> On 23 Oct , Simon Marlow wrote:
> > [EMAIL PROTECTED] (S.D.Mechveliani) writes:
> >=20
> >> Observation:
> >>=20
> >> In ghc-2.08 (linux, PC-486), -O compilation
> >>=20
> >> "Integer is 5 times slower than Int" - even when the numbers
> >> are small ( < 2^20 ).
> >=20
> > This is reasonable, considering that each integer operation involves a
> > function call to the arbitrary precision arithmetic library, whereas
> > Int operations are inlined.
>
> I have a feeling that it is possible to do better than this, at least
> partly by using Int internally for numbers less than 2^30 or so, and
> caching intermediate results. Any pointers, Mark?
>
OK, there are two distinct issues here, I think.
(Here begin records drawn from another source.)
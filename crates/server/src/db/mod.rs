//! Repositories over the key-value store.
//!
//! # Key layout
//!
//! - `fabric:<id>` - one [`Fabric`](cushion_core::Fabric) document per fabric
//! - `user:<id>:role` - role string (`admin` or `customer`)
//! - `admin:users` - array of admin user ids
//! - `admin:email:<email>` - user id registered for an admin email
//! - `admin:setup:email` - email awaiting promotion to first admin
//!
//! Repositories borrow the store for the duration of a request:
//! ```rust,ignore
//! let fabrics = FabricRepository::new(state.kv()).list(&filter).await?;
//! ```

pub mod admin_roles;
pub mod fabrics;

use thiserror::Error;

pub use admin_roles::{AdminEntry, AdminRoleError, AdminRoleRepository};
pub use fabrics::{CleanupReport, FabricRepository};

use crate::kv::KvError;

/// Errors that can occur during repository operations.
#[derive(Debug, Error)]
pub enum RepositoryError {
    /// The key-value backend failed.
    #[error("store error: {0}")]
    Store(#[from] KvError),

    /// A stored document could not be decoded.
    #[error("data corruption: {0}")]
    DataCorruption(String),

    /// A document could not be encoded for storage.
    #[error("serialization error: {0}")]
    Serialization(String),

    /// Requested entity was not found.
    #[error("not found")]
    NotFound,

    /// Entity already exists.
    #[error("conflict: {0}")]
    Conflict(String),

    /// Input failed validation.
    #[error("{0}")]
    Validation(String),
}

/// Decode a stored document, reporting the key on failure.
pub(crate) fn decode<T: serde::de::DeserializeOwned>(
    key: &str,
    value: serde_json::Value,
) -> Result<T, RepositoryError> {
    serde_json::from_value(value)
        .map_err(|e| RepositoryError::DataCorruption(format!("invalid document at {key}: {e}")))
}

/// Encode a document for storage.
pub(crate) fn encode<T: serde::Serialize>(value: &T) -> Result<serde_json::Value, RepositoryError> {
    serde_json::to_value(value).map_err(|e| RepositoryError::Serialization(e.to_string()))
}
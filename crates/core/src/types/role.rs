//! User roles for the storefront back-office.

use serde::{Deserialize, Serialize};

/// Error returned when a role string is not recognised.
#[derive(Debug, Clone, PartialEq, Eq, thiserror::Error)]
#[error("invalid role: {0} (expected admin or customer)")]
pub struct UserRoleError(pub String);

/// Role of an authenticated user.
///
/// Users without a stored role are customers.
#[derive(Debug, Clone, Copy, PartialEq, Eq, Hash, Serialize, Deserialize, Default)]
#[serde(rename_all = "snake_case")]
pub enum UserRole {
    /// Can manage fabrics, trigger storage syncs and manage other admins.
    Admin,
    /// Regular shop visitor.
    #[default]
    Customer,
}

impl UserRole {
    /// The role as stored in the key-value store.
    #[must_use]
    pub const fn as_str(self) -> &'static str {
        match self {
            Self::Admin => "admin",
            Self::Customer => "customer",
        }
    }

    /// Whether this role grants back-office access.
    #[must_use]
    pub const fn is_admin(self) -> bool {
        matches!(self, Self::Admin)
    }
}

impl std::fmt::Display for UserRole {
    fn fmt(&self, f: &mut std::fmt::Formatter<'_>) -> std::fmt::Result {
        f.write_str(self.as_str())
    }
}

impl std::str::FromStr for UserRole {
    type Err = UserRoleError;

    fn from_str(s: &str) -> Result<Self, Self::Err> {
        match s {
            "admin" => Ok(Self::Admin),
            "customer" => Ok(Self::Customer),
            _ => Err(UserRoleError(s.to_owned())),
        }
    }
}
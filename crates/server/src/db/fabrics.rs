//! Fabric repository.
//!
//! Fabrics are stored as camelCase JSON documents under `fabric:<id>`. Listing
//! is a prefix scan followed by in-process filtering and sorting.

use chrono::Utc;
use serde::Serialize;
use serde_json::Value;

use cushion_core::{
    Fabric, FabricCategory, FabricFilter, FabricId, FabricPatch, NewFabric, SUNPROOF_CATEGORY,
};

use super::{RepositoryError, decode, encode};
use crate::kv::KvStore;

const FABRIC_PREFIX: &str = "fabric:";

fn fabric_key(id: &str) -> String {
    format!("{FABRIC_PREFIX}{id}")
}

fn raw_str<'v>(document: &'v Value, field: &str) -> Option<&'v str> {
    document.get(field).and_then(Value::as_str)
}

/// Outcome of removing non-sunproof fabrics.
#[derive(Debug, Clone, PartialEq, Eq, Serialize)]
#[serde(rename_all = "camelCase")]
pub struct CleanupReport {
    pub deleted: usize,
    pub remaining: usize,
    pub deleted_ids: Vec<FabricId>,
}

/// Repository for fabric records.
pub struct FabricRepository<'a> {
    kv: &'a dyn KvStore,
}

impl<'a> FabricRepository<'a> {
    /// Create a new fabric repository.
    #[must_use]
    pub const fn new(kv: &'a dyn KvStore) -> Self {
        Self { kv }
    }

    /// Every decodable fabric, in key order. Undecodable documents are
    /// skipped with a warning so one bad record cannot break listing.
    async fn all(&self) -> Result<Vec<Fabric>, RepositoryError> {
        Ok(self
            .kv
            .get_by_prefix(FABRIC_PREFIX)
            .await?
            .into_iter()
            .filter_map(|value| {
                let id = raw_str(&value, "id").map(str::to_owned);
                serde_json::from_value(value)
                    .inspect_err(|e| {
                        tracing::warn!(id = id.as_deref(), error = %e, "skipping undecodable fabric");
                    })
                    .ok()
            })
            .collect())
    }

    /// List fabrics matching `filter`, sorted by `order` then name.
    ///
    /// # Errors
    ///
    /// Returns `RepositoryError::Store` if the scan fails.
    /// Undecodable records are left out.
    #[tracing::instrument(skip(self))]
    pub async fn list(&self, filter: &FabricFilter) -> Result<Vec<Fabric>, RepositoryError> {
        let mut fabrics: Vec<Fabric> = self
            .all()
            .await?
            .into_iter()
            .filter(|f| filter.matches(f))
            .collect();
        Fabric::sort_catalog(&mut fabrics);

        tracing::debug!(count = fabrics.len(), "listed fabrics");
        Ok(fabrics)
    }

    /// Look up a fabric, returning `None` if it does not exist.
    ///
    /// # Errors
    ///
    /// Returns `RepositoryError::Store` or `RepositoryError::DataCorruption`.
    pub async fn find(&self, id: &str) -> Result<Option<Fabric>, RepositoryError> {
        let key = fabric_key(id);
        self.kv
            .get(&key)
            .await?
            .map(|value| decode(&key, value))
            .transpose()
    }

    /// Get a fabric by id.
    ///
    /// # Errors
    ///
    /// Returns `RepositoryError::NotFound` if no fabric has this id.
    #[tracing::instrument(skip(self))]
    pub async fn get(&self, id: &str) -> Result<Fabric, RepositoryError> {
        self.find(id).await?.ok_or(RepositoryError::NotFound)
    }

    /// Create a fabric from an admin request, applying defaults.
    ///
    /// # Errors
    ///
    /// Returns `RepositoryError::Validation` if id, name or category is missing.
    /// Returns `RepositoryError::Conflict` if the id is taken.
    #[tracing::instrument(skip(self, input), fields(id = input.id.as_deref()))]
    pub async fn create(&self, input: NewFabric) -> Result<Fabric, RepositoryError> {
        let fabric = input
            .into_fabric(Utc::now())
            .map_err(|e| RepositoryError::Validation(e.to_string()))?;

        if self.find(fabric.id.as_str()).await?.is_some() {
            return Err(RepositoryError::Conflict(
                "Fabric with this ID already exists".to_string(),
            ));
        }

        self.upsert(&fabric).await?;
        tracing::info!(id = %fabric.id, "fabric created");
        Ok(fabric)
    }

    /// Merge `patch` into an existing fabric.
    ///
    /// # Errors
    ///
    /// Returns `RepositoryError::NotFound` if no fabric has this id.
    #[tracing::instrument(skip(self, patch))]
    pub async fn update(&self, id: &str, patch: FabricPatch) -> Result<Fabric, RepositoryError> {
        let mut fabric = self.get(id).await?;
        fabric.apply(patch, Utc::now());
        self.upsert(&fabric).await?;
        tracing::info!(id, "fabric updated");
        Ok(fabric)
    }

    /// Delete a fabric.
    ///
    /// # Errors
    ///
    /// Returns `RepositoryError::NotFound` if no fabric has this id.
    #[tracing::instrument(skip(self))]
    pub async fn delete(&self, id: &str) -> Result<(), RepositoryError> {
        if self.find(id).await?.is_none() {
            return Err(RepositoryError::NotFound);
        }
        self.kv.delete(&fabric_key(id)).await?;
        tracing::info!(id, "fabric deleted");
        Ok(())
    }

    /// Write a fabric unconditionally.
    ///
    /// # Errors
    ///
    /// Returns `RepositoryError::Store` if the write fails.
    pub async fn upsert(&self, fabric: &Fabric) -> Result<(), RepositoryError> {
        let value = encode(fabric)?;
        self.kv.set(&fabric_key(fabric.id.as_str()), value).await?;
        Ok(())
    }

    /// Distinct categories with their active-fabric counts.
    ///
    /// # Errors
    ///
    /// Returns `RepositoryError::Store` if the scan fails.
    #[tracing::instrument(skip(self))]
    pub async fn categories(&self) -> Result<Vec<FabricCategory>, RepositoryError> {
        Ok(FabricCategory::summarize(&self.all().await?))
    }

    /// Delete every fabric outside the sunproof category in one call.
    ///
    /// Works on the raw documents, so records that no longer decode are
    /// removed too when their `category` is not sunproof. Documents without
    /// an `id` cannot be addressed and stay in place.
    ///
    /// # Errors
    ///
    /// Returns `RepositoryError::Store` if the scan or delete fails.
    #[tracing::instrument(skip(self))]
    pub async fn cleanup_non_sunproof(&self) -> Result<CleanupReport, RepositoryError> {
        let documents = self.kv.get_by_prefix(FABRIC_PREFIX).await?;
        let total = documents.len();

        let mut deleted_ids = Vec::new();
        for document in &documents {
            if raw_str(document, "category") == Some(SUNPROOF_CATEGORY) {
                continue;
            }
            match raw_str(document, "id") {
                Some(id) => deleted_ids.push(FabricId::new(id)),
                None => tracing::warn!("fabric document without id left in place"),
            }
        }

        if !deleted_ids.is_empty() {
            let keys: Vec<String> = deleted_ids.iter().map(|id| fabric_key(id.as_str())).collect();
            self.kv.mdel(&keys).await?;
            tracing::info!(deleted = keys.len(), "removed non-sunproof fabrics");
        }

        Ok(CleanupReport {
            deleted: deleted_ids.len(),
            remaining: total - deleted_ids.len(),
            deleted_ids,
        })
    }

    /// Number of stored fabrics.
    ///
    /// # Errors
    ///
    /// Returns `RepositoryError::Store` if the scan fails.
    pub async fn count(&self) -> Result<usize, RepositoryError> {
        Ok(self.kv.get_by_prefix(FABRIC_PREFIX).await?.len())
    }
}

#[cfg(test)]
#[allow(clippy::unwrap_used)]
mod tests {
    use serde_json::json;

    use super::*;
    use crate::kv::MemoryKvStore;

    fn new_fabric(id: &str, name: &str, category: &str, order: i32) -> NewFabric {
        NewFabric {
            order: Some(order),
            ..NewFabric::new(id, name, category)
        }
    }

    async fn seeded() -> MemoryKvStore {
        let kv = MemoryKvStore::new();
        let repo = FabricRepository::new(&kv);
        repo.create(new_fabric("c", "Canvas", "outdoor", 2)).await.unwrap();
        repo.create(new_fabric("b", "bamboo", "sunproof", 1)).await.unwrap();
        repo.create(new_fabric("a", "Acryl", "sunproof", 1)).await.unwrap();
        repo.create(NewFabric {
            active: Some(false),
            ..new_fabric("d", "Denim", "premium", 3)
        })
        .await
        .unwrap();
        kv
    }

    #[tokio::test]
    async fn test_list_sorts_by_order_then_name() {
        let kv = seeded().await;
        let fabrics = FabricRepository::new(&kv)
            .list(&FabricFilter::default())
            .await
            .unwrap();
        let ids: Vec<_> = fabrics.iter().map(|f| f.id.as_str()).collect();
        assert_eq!(ids, vec!["a", "b", "c", "d"]);
    }

    #[tokio::test]
    async fn test_list_applies_filters() {
        let kv = seeded().await;
        let repo = FabricRepository::new(&kv);

        let sunproof = repo
            .list(&FabricFilter::from_query(Some("sunproof"), None))
            .await
            .unwrap();
        assert!(sunproof.iter().all(|f| f.category == "sunproof"));
        assert_eq!(sunproof.len(), 2);

        let inactive = repo
            .list(&FabricFilter::from_query(None, Some("false")))
            .await
            .unwrap();
        assert_eq!(inactive.len(), 1);
        assert_eq!(inactive[0].id.as_str(), "d");
    }

    #[tokio::test]
    async fn test_create_rejects_duplicate_and_missing_fields() {
        let kv = seeded().await;
        let repo = FabricRepository::new(&kv);

        assert!(matches!(
            repo.create(new_fabric("a", "Again", "sunproof", 1)).await,
            Err(RepositoryError::Conflict(_))
        ));

        let err = repo
            .create(NewFabric {
                id: Some("x".into()),
                ..NewFabric::default()
            })
            .await
            .unwrap_err();
        assert_eq!(err.to_string(), "Missing required fields: id, name, category");
    }

    #[tokio::test]
    async fn test_update_merges_and_keeps_id() {
        let kv = seeded().await;
        let repo = FabricRepository::new(&kv);
        let before = repo.get("a").await.unwrap();

        let patch: FabricPatch =
            serde_json::from_value(json!({"id": "hijack", "color": "#112233"})).unwrap();
        let after = repo.update("a", patch).await.unwrap();

        assert_eq!(after.id.as_str(), "a");
        assert_eq!(after.color, "#112233");
        assert_eq!(after.name, before.name);
        assert_eq!(after.created_at, before.created_at);
        assert!(after.updated_at >= before.updated_at);
        assert!(repo.find("hijack").await.unwrap().is_none());
    }

    #[tokio::test]
    async fn test_missing_fabric_is_not_found() {
        let kv = MemoryKvStore::new();
        let repo = FabricRepository::new(&kv);
        assert!(matches!(repo.get("nope").await, Err(RepositoryError::NotFound)));
        assert!(matches!(
            repo.update("nope", FabricPatch::default()).await,
            Err(RepositoryError::NotFound)
        ));
        assert!(matches!(repo.delete("nope").await, Err(RepositoryError::NotFound)));
    }

    #[tokio::test]
    async fn test_categories_count_active_only() {
        let kv = seeded().await;
        let categories = FabricRepository::new(&kv).categories().await.unwrap();
        let summary: Vec<_> = categories
            .iter()
            .map(|c| (c.name.as_str(), c.count))
            .collect();
        assert_eq!(summary, vec![("outdoor", 1), ("premium", 0), ("sunproof", 2)]);
    }

    #[tokio::test]
    async fn test_cleanup_keeps_sunproof() {
        let kv = seeded().await;
        let repo = FabricRepository::new(&kv);

        let report = repo.cleanup_non_sunproof().await.unwrap();
        assert_eq!(report.deleted, 2);
        assert_eq!(report.remaining, 2);
        assert_eq!(report.deleted_ids, vec![FabricId::new("c"), FabricId::new("d")]);
        assert_eq!(repo.count().await.unwrap(), 2);
    }

    #[tokio::test]
    async fn test_corrupt_record_is_reported_on_direct_lookup() {
        let kv = MemoryKvStore::new();
        kv.set("fabric:broken", json!({"id": "broken"})).await.unwrap();
        let result = FabricRepository::new(&kv).get("broken").await;
        assert!(matches!(result, Err(RepositoryError::DataCorruption(_))));
    }

    #[tokio::test]
    async fn test_undecodable_records_are_skipped_by_scans() {
        let kv = seeded().await;
        kv.set("fabric:broken", json!({"id": "broken", "category": "outdoor"}))
            .await
            .unwrap();
        let repo = FabricRepository::new(&kv);

        let ids: Vec<_> = repo
            .list(&FabricFilter::default())
            .await
            .unwrap()
            .into_iter()
            .map(|f| f.id)
            .collect();
        assert_eq!(ids.len(), 4);
        assert!(!ids.contains(&FabricId::new("broken")));

        let categories = repo.categories().await.unwrap();
        assert_eq!(categories.len(), 3);
    }

    #[tokio::test]
    async fn test_cleanup_removes_undecodable_non_sunproof_records() {
        let kv = seeded().await;
        kv.set("fabric:broken", json!({"id": "broken", "category": "outdoor"}))
            .await
            .unwrap();
        kv.set("fabric:half", json!({"id": "half", "category": "sunproof"}))
            .await
            .unwrap();
        kv.set("fabric:anonymous", json!({"name": "no id"})).await.unwrap();
        let repo = FabricRepository::new(&kv);

        let report = repo.cleanup_non_sunproof().await.unwrap();
        assert_eq!(
            report.deleted_ids,
            vec![
                FabricId::new("broken"),
                FabricId::new("c"),
                FabricId::new("d")
            ]
        );
        assert_eq!(report.remaining, 4);
        assert!(kv.get("fabric:broken").await.unwrap().is_none());
        assert!(kv.get("fabric:half").await.unwrap().is_some());
        assert!(kv.get("fabric:anonymous").await.unwrap().is_some());
    }
}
Firstly it pays off well to inline the common case (to use the Lisp
parlance - FIXNUMs, immediate tagged integers). You are typically
going to have to pay for tag-testing before the operation and overflow
checking afterwards, but some architectures allow you do these quite
cheaply [Sparc's tagged-add instruction, for instance] If you only
call out-of-line for actual BIGNUMs, then you save a lot of
(micro-)context switching. The tag tests for binary operations are
usually combined into one by ORing the tags together, and you avoid
tag-correction in the common cases of addition and subtraction by
assigning a zero tag to FIXnums - multiply and divide need only a
single shift to correct.
Secondly you can apply compile-time analysis to determine which
(intermediate) values/operations can or can't be/overflow to BIGNUMs.
Sometimes the range of a value is known within that representatable as
a FIXNUM (the lengths of vectors and strings, iteration variables used
over such bounded datatypes, results of modulus by a constant, etc.
Thus tag-tests and overflow-checks can be optimized away where
appropriate.
A more aggressive optimization is to duplicate the code and do a test
at the top to choose between FIXNUM only and generic versions -
probably worthwhile for small inner loops.
Of course a lazy language gives one less scope for compile-time
knowledge of data-structure size limits (or indeed of recognizing
enough strictness to find the inner loops...)
__Mark
[ [EMAIL PROTECTED] | http://www.harlequin.co.uk/ | +44(0)1954 785433 ]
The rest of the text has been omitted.